ACTIVITY
Reproduce the data exactly; no word may be added or dropped.

MATERIAL FOR THIS EXERCISE
_ _ _ _ _ _ _

use medialane_core::{
    models::{Asset, Criteria, Selection, SortKey, TimeRange},
    ports::Listable,
};
use medialane_view::{comparator, derive_view, matches_range, matches_selection, matches_text};
use rstest::*;
use rstest_reuse::{self, *};
use std::{cmp::Ordering, collections::BTreeSet};
use time::macros::datetime;

use all_sort_keys::all_sort_keys;

mod catalog;
use catalog::{assets, ids};

#[apply(all_sort_keys)]
fn derivation_is_idempotent(#[case] sort: SortKey, assets: Vec<Asset>) {
    let criteria = Criteria::sorted_by(sort).with_status("listed");
    let first = derive_view(&assets, &criteria);
    let second = derive_view(&assets, &criteria);
    assert_eq!(ids(&first), ids(&second));
}

#[apply(all_sort_keys)]
fn views_are_ordered_by_their_comparator(#[case] sort: SortKey, assets: Vec<Asset>) {
    let order = comparator::<Asset>(sort);
    let view = derive_view(&assets, &Criteria::sorted_by(sort));
    for pair in view.windows(2) {
        assert_ne!(order(pair[0], pair[1]), Ordering::Greater);
    }
}

#[apply(all_sort_keys)]
fn default_criteria_pass_everything_through(#[case] sort: SortKey, assets: Vec<Asset>) {
    let view = derive_view(&assets, &Criteria::sorted_by(sort));
    let kept: BTreeSet<String> = ids(&view).into_iter().collect();
    let all: BTreeSet<String> = assets.iter().map(|a| a.id.to_string()).collect();
    assert_eq!(view.len(), assets.len());
    assert_eq!(kept, all);
}

#[apply(all_sort_keys)]
fn derivation_leaves_the_input_alone(#[case] sort: SortKey, assets: Vec<Asset>) {
    let before = assets.clone();
    let _ = derive_view(&assets, &Criteria::sorted_by(sort).with_query("a"));
    assert_eq!(assets, before);
}

#[apply(all_sort_keys)]
fn empty_collections_give_empty_views(#[case] sort: SortKey) {
    let empty: Vec<Asset> = Vec::new();
    let criteria = Criteria::sorted_by(sort)
        .with_query("anything")
        .with_category("Art");
    assert!(derive_view(&empty, &criteria).is_empty());
}

#[rstest]
#[case::text(Criteria::default().with_query("lagos"))]
#[case::category(Criteria::default().with_category("ART"))]
#[case::status(Criteria::default().with_status("listed"))]
#[case::text_and_category(Criteria::default().with_query("dj").with_category("music"))]
#[case::everything(
    Criteria::default()
        .with_query("a")
        .with_category("art")
        .with_status("LISTED")
        .with_range(TimeRange::new(Some(datetime!(2024-01-01 0:00 UTC)), None).unwrap())
)]
#[case::nothing(Criteria::default().with_category("Film"))]
fn filters_are_a_conjunction(#[case] criteria: Criteria, assets: Vec<Asset>) {
    let view = derive_view(&assets, &criteria);
    let kept: BTreeSet<String> = ids(&view).into_iter().collect();

    for asset in &assets {
        let passes = matches_text(asset, &criteria.query)
            && matches_selection(asset.category(), &criteria.category)
            && matches_selection(asset.status(), &criteria.status)
            && matches_range(asset.timestamp(), &criteria.range);
        assert_eq!(
            kept.contains(&asset.id.to_string()),
            passes,
            "record {} disagrees with its predicates",
            asset.id
        );
    }
}

#[rstest]
fn price_high_never_increases(assets: Vec<Asset>) {
    let view = derive_view(&assets, &Criteria::sorted_by(SortKey::PriceHigh));
    for pair in view.windows(2) {
        assert!(pair[0].price_value() >= pair[1].price_value());
    }
    assert_eq!(ids(&view), ["0xabc", "3", "2", "6", "1", "4", "5"]);
}

#[rstest]
fn price_low_never_decreases(assets: Vec<Asset>) {
    let view = derive_view(&assets, &Criteria::sorted_by(SortKey::PriceLow));
    for pair in view.windows(2) {
        assert!(pair[0].price_value() <= pair[1].price_value());
    }
    assert_eq!(ids(&view), ["4", "5", "1", "2", "6", "3", "0xabc"]);
}

#[rstest]
fn missing_and_malformed_prices_sort_as_zero(assets: Vec<Asset>) {
    // id 4 has no price and id 5 prices itself as "free"
    let view = derive_view(&assets, &Criteria::sorted_by(SortKey::PriceLow));
    assert_eq!(view[0].price_value(), 0.0);
    assert_eq!(view[1].price_value(), 0.0);
    assert_eq!(ids(&view[..2]), ["4", "5"]);
}

#[rstest]
fn ties_keep_collection_order(assets: Vec<Asset>) {
    let view = derive_view(&assets, &Criteria::sorted_by(SortKey::Popularity));
    assert_eq!(ids(&view), ["2", "6", "1", "4", "3", "0xabc", "5"]);

    let mut reversed = assets.clone();
    reversed.reverse();
    let view = derive_view(&reversed, &Criteria::sorted_by(SortKey::Popularity));
    assert_eq!(ids(&view[..2]), ["6", "2"]);
}

#[rstest]
fn recent_prefers_timestamps_then_ids(assets: Vec<Asset>) {
    let view = derive_view(&assets, &Criteria::sorted_by(SortKey::Recent));
    assert_eq!(ids(&view), ["4", "0xabc", "2", "1", "6", "3", "5"]);

    let view = derive_view(&assets, &Criteria::sorted_by(SortKey::Oldest));
    assert_eq!(ids(&view), ["5", "3", "6", "1", "2", "0xabc", "4"]);
}

#[rstest]
fn unknown_sort_tokens_order_by_recency(assets: Vec<Asset>) {
    let fallback = Criteria::sorted_by(SortKey::from_token("most-viewed"));
    let recent = Criteria::sorted_by(SortKey::Recent);
    assert_eq!(
        ids(&derive_view(&assets, &fallback)),
        ids(&derive_view(&assets, &recent))
    );
}

#[rstest]
fn discriminators_ignore_case(assets: Vec<Asset>) {
    let criteria = Criteria::sorted_by(SortKey::Oldest).with_category("MUSIC");
    assert_eq!(ids(&derive_view(&assets, &criteria)), ["2", "4"]);

    let criteria = Criteria::sorted_by(SortKey::Oldest).with_status(Selection::from("listed"));
    assert_eq!(
        ids(&derive_view(&assets, &criteria)),
        ["6", "1", "2", "0xabc", "4"]
    );
}

#[rstest]
fn time_ranges_drop_undated_records(assets: Vec<Asset>) {
    let range = TimeRange::new(
        Some(datetime!(2024-01-01 0:00 UTC)),
        Some(datetime!(2024-03-31 23:59 UTC)),
    )
    .unwrap();
    let criteria = Criteria::sorted_by(SortKey::Oldest).with_range(range);
    assert_eq!(ids(&derive_view(&assets, &criteria)), ["6", "1", "2"]);
}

_ _ _ _ _ _ _

THE ANSWER
use medialane_core::{
    models::{Asset, Criteria, Selection, SortKey, TimeRange},
    ports::Listable,
};
use medialane_view::{comparator, derive_view, matches_range, matches_selection, matches_text};
use rstest::*;
use rstest_reuse::{self, *};
use std::{cmp::Ordering, collections::BTreeSet};
use time::macros::datetime;

use all_sort_keys::all_sort_keys;

mod catalog;
use catalog::{assets, ids};

#[apply(all_sort_keys)]
fn derivation_is_idempotent(#[case] sort: SortKey, assets: Vec<Asset>) {
    let criteria = Criteria::sorted_by(sort).with_status("listed");
    let first = derive_view(&assets, &criteria);
    let second = derive_view(&assets, &criteria);
    assert_eq!(ids(&first), ids(&second));
}

#[apply(all_sort_keys)]
fn views_are_ordered_by_their_comparator(#[case] sort: SortKey, assets: Vec<Asset>) {
    let order = comparator::<Asset>(sort);
    let view = derive_view(&assets, &Criteria::sorted_by(sort));
    for pair in view.windows(2) {
        assert_ne!(order(pair[0], pair[1]), Ordering::Greater);
    }
}

#[apply(all_sort_keys)]
fn default_criteria_pass_everything_through(#[case] sort: SortKey, assets: Vec<Asset>) {
    let view = derive_view(&assets, &Criteria::sorted_by(sort));
    let kept: BTreeSet<String> = ids(&view).into_iter().collect();
    let all: BTreeSet<String> = assets.iter().map(|a| a.id.to_string()).collect();
    assert_eq!(view.len(), assets.len());
    assert_eq!(kept, all);
}

#[apply(all_sort_keys)]
fn derivation_leaves_the_input_alone(#[case] sort: SortKey, assets: Vec<Asset>) {
    let before = assets.clone();
    let _ = derive_view(&assets, &Criteria::sorted_by(sort).with_query("a"));
    assert_eq!(assets, before);
}

#[apply(all_sort_keys)]
fn empty_collections_give_empty_views(#[case] sort: SortKey) {
    let empty: Vec<Asset> = Vec::new();
    let criteria = Criteria::sorted_by(sort)
        .with_query("anything")
        .with_category("Art");
    assert!(derive_view(&empty, &criteria).is_empty());
}

#[rstest]
#[case::text(Criteria::default().with_query("lagos"))]
#[case::category(Criteria::default().with_category("ART"))]
#[case::status(Criteria::default().with_status("listed"))]
#[case::text_and_category(Criteria::default().with_query("dj").with_category("music"))]
#[case::everything(
    Criteria::default()
        .with_query("a")
        .with_category("art")
        .with_status("LISTED")
        .with_range(TimeRange::new(Some(datetime!(2024-01-01 0:00 UTC)), None).unwrap())
)]
#[case::nothing(Criteria::default().with_category("Film"))]
fn filters_are_a_conjunction(#[case] criteria: Criteria, assets: Vec<Asset>) {
    let view = derive_view(&assets, &criteria);
    let kept: BTreeSet<String> = ids(&view).into_iter().collect();

    for asset in &assets {
        let passes = matches_text(asset, &criteria.query)
            && matches_selection(asset.category(), &criteria.category)
            && matches_selection(asset.status(), &criteria.status)
            && matches_range(asset.timestamp(), &criteria.range);
        assert_eq!(
            kept.contains(&asset.id.to_string()),
            passes,
            "record {} disagrees with its predicates",
            asset.id
        );
    }
}

#[rstest]
fn price_high_never_increases(assets: Vec<Asset>) {
    let view = derive_view(&assets, &Criteria::sorted_by(SortKey::PriceHigh));
    for pair in view.windows(2) {
        assert!(pair[0].price_value() >= pair[1].price_value());
    }
    assert_eq!(ids(&view), ["0xabc", "3", "2", "6", "1", "4", "5"]);
}

#[rstest]
fn price_low_never_decreases(assets: Vec<Asset>) {
    let view = derive_view(&assets, &Criteria::sorted_by(SortKey::PriceLow));
    for pair in view.windows(2) {
        assert!(pair[0].price_value() <= pair[1].price_value());
    }
    assert_eq!(ids(&view), ["4", "5", "1", "2", "6", "3", "0xabc"]);
}

#[rstest]
fn missing_and_malformed_prices_sort_as_zero(assets: Vec<Asset>) {
    // id 4 has no price and id 5 prices itself as "free"
    let view = derive_view(&assets, &Criteria::sorted_by(SortKey::PriceLow));
    assert_eq!(view[0].price_value(), 0.0);
    assert_eq!(view[1].price_value(), 0.0);
    assert_eq!(ids(&view[..2]), ["4", "5"]);
}

#[rstest]
fn ties_keep_collection_order(assets: Vec<Asset>) {
    let view = derive_view(&assets, &Criteria::sorted_by(SortKey::Popularity));
    assert_eq!(ids(&view), ["2", "6", "1", "4", "3", "0xabc", "5"]);

    let mut reversed = assets.clone();
    reversed.reverse();
    let view = derive_view(&reversed, &Criteria::sorted_by(SortKey::Popularity));
    assert_eq!(ids(&view[..2]), ["6", "2"]);
}

#[rstest]
fn recent_prefers_timestamps_then_ids(assets: Vec<Asset>) {
    let view = derive_view(&assets, &Criteria::sorted_by(SortKey::Recent));
    assert_eq!(ids(&view), ["4", "0xabc", "2", "1", "6", "3", "5"]);

    let view = derive_view(&assets, &Criteria::sorted_by(SortKey::Oldest));
    assert_eq!(ids(&view), ["5", "3", "6", "1", "2", "0xabc", "4"]);
}

#[rstest]
fn unknown_sort_tokens_order_by_recency(assets: Vec<Asset>) {
    let fallback = Criteria::sorted_by(SortKey::from_token("most-viewed"));
    let recent = Criteria::sorted_by(SortKey::Recent);
    assert_eq!(
        ids(&derive_view(&assets, &fallback)),
        ids(&derive_view(&assets, &recent))
    );
}

#[rstest]
fn discriminators_ignore_case(assets: Vec<Asset>) {
    let criteria = Criteria::sorted_by(SortKey::Oldest).with_category("MUSIC");
    assert_eq!(ids(&derive_view(&assets, &criteria)), ["2", "4"]);

    let criteria = Criteria::sorted_by(SortKey::Oldest).with_status(Selection::from("listed"));
    assert_eq!(
        ids(&derive_view(&assets, &criteria)),
        ["6", "1", "2", "0xabc", "4"]
    );
}

#[rstest]
fn time_ranges_drop_undated_records(assets: Vec<Asset>) {
    let range = TimeRange::new(
        Some(datetime!(2024-01-01 0:00 UTC)),
        Some(datetime!(2024-03-31 23:59 UTC)),
    )
    .unwrap();
    let criteria = Criteria::sorted_by(SortKey::Oldest).with_range(range);
    assert_eq!(ids(&derive_view(&assets, &criteria)), ["6", "1", "2"]);
}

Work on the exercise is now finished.